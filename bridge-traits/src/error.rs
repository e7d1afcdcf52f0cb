use thiserror::Error;

#[derive(Error, Debug)]
pub enum BridgeError {
    #[error("Bridge capability not available: {0}")]
    NotAvailable(String),

    #[error("Bridge operation failed: {0}")]
    OperationFailed(String),

    #[error("Transport event channel closed")]
    ChannelClosed,

    #[error("IO error: {0}")]
    Io(#[from] std::io::Error),
}

pub type Result<T> = std::result::Result<T, BridgeError>;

> [WHAT TO PRODUCE]: Each of the entries above should be written out again exactly.

> [FINISHED TASK]:
filename bridge-traits/src/error.rs
repository e7d1afcdcf52f0cb
use thiserror::Error;

#[derive(Error, Debug)]
pub enum BridgeError {
    #[error("Bridge capability not available: {0}")]
    NotAvailable(String),

    #[error("Bridge operation failed: {0}")]
    OperationFailed(String),

    #[error("Transport event channel closed")]
    ChannelClosed,

    #[error("IO error: {0}")]
    Io(#[from] std::io::Error),
}

pub type Result<T> = std::result::Result<T, BridgeError>;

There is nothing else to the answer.